* Task item
Give back each line of the listing below that contains the string "bail".

* * *

pub mod printing;
pub mod utils;

#[cfg(test)]
mod smoke_tests;

use std::{
    fmt::Write,
    path::{Path, PathBuf},
    time::Instant,
};

use anyhow::{Context, bail};
use log::{debug, info};

use ornitag_core::{
    album::AlbumDirectory,
    collect_records,
    config::{RunOptions, Settings},
    format_duration,
    metadata::MetadataStore,
    photo::PhotoDetails,
    service::{PhotoService, http::HttpPhotoService},
    upload::UploadOrchestrator,
    validation,
};

use crate::Flags;

/// Run the whole pipeline the flags ask for.
///
/// Nothing is sent to the photo service unless every photo under the directory is valid.
pub async fn run<W1: Write + Send, W2: Write + Send>(
    flags: &Flags,
    settings: &Settings,
    stdout: &mut W1,
    stderr: &mut W2,
) -> anyhow::Result<()> {
    let options = settings.run_options(flags.dry_run, flags.swap);
    let spreadsheet = spreadsheet_path(flags, settings);

    let store = prepare(&flags.directory, &spreadsheet)?;
    let records = resolve_and_validate(&flags.directory, &store, &options, stderr)?;

    if flags.check {
        writeln!(stdout, "All {} photos are valid", records.len())?;
        return Ok(());
    }

    let service = HttpPhotoService::new(&settings.service)
        .context("Failed to set up the photo service client")?;
    upload(&service, &records, options, stdout, stderr).await
}

/// `--spreadsheet` wins over `upload.spreadsheet` from the config.
fn spreadsheet_path(flags: &Flags, settings: &Settings) -> PathBuf {
    flags
        .spreadsheet
        .clone()
        .unwrap_or_else(|| settings.spreadsheet_path(&flags.directory))
}

/// Check the photo directory exists and load the metadata spreadsheet.
pub fn prepare(directory: &Path, spreadsheet: &Path) -> anyhow::Result<MetadataStore> {
    if !directory.is_dir() {
        bail!("{} is not a directory", directory.display());
    }

    let start = Instant::now();
    let store = MetadataStore::load(spreadsheet)
        .with_context(|| format!("Failed to load metadata from {}", spreadsheet.display()))?;
    info!(
        "Loaded {} birds and {} tag codes from {} in {}s",
        store.birds().len(),
        store.tags().len(),
        spreadsheet.display(),
        format_duration(&start.elapsed())
    );

    Ok(store)
}

/// Resolve every photo under `directory`, reporting each invalid one to `stderr`.
///
/// # Errors
///
/// Fails if any photo is invalid, after all of them have been reported.
pub fn resolve_and_validate<W: Write>(
    directory: &Path,
    store: &MetadataStore,
    options: &RunOptions,
    stderr: &mut W,
) -> anyhow::Result<Vec<PhotoDetails>> {
    let records = collect_records(directory, store, options)
        .with_context(|| format!("Failed to scan {}", directory.display()))?;

    if !validation::aggregate(&records, stderr)? {
        let invalid = records.iter().filter(|record| !record.is_valid()).count();
        bail!(
            "{invalid} of {} photos are invalid, nothing was uploaded",
            records.len()
        );
    }

    debug!("All {} photos are valid", records.len());
    Ok(validation::into_uploadable(records))
}

/// Upload validated photos and sort them into albums.
///
/// # Errors
///
/// Fails if the existing albums could not be listed, or if anything in the batch failed.
/// A failure doesn't stop the rest of the batch.
pub async fn upload<S: PhotoService, W1: Write + Send, W2: Write + Send>(
    service: &S,
    records: &[PhotoDetails],
    options: RunOptions,
    stdout: &mut W1,
    stderr: &mut W2,
) -> anyhow::Result<()> {
    let start = Instant::now();

    let mut albums = AlbumDirectory::new();
    albums
        .fetch_all(service)
        .await
        .context("Failed to list the existing albums")?;
    debug!("{} albums already exist", albums.len());

    let report = UploadOrchestrator::new(service, options)
        .run(records, &mut albums)
        .await;
    info!(
        "Finished in {}s: {report}",
        format_duration(&start.elapsed())
    );

    printing::failures(&report, stderr)?;
    printing::summary(&report, options.dry_run, stdout)?;

    if !report.is_success() {
        bail!("{} steps of the upload failed", report.failures.len());
    }
    Ok(())
}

* * *

* Answer for the task
use anyhow::{Context, bail};
        bail!("{} is not a directory", directory.display());
        bail!(
        bail!("{} steps of the upload failed", report.failures.len());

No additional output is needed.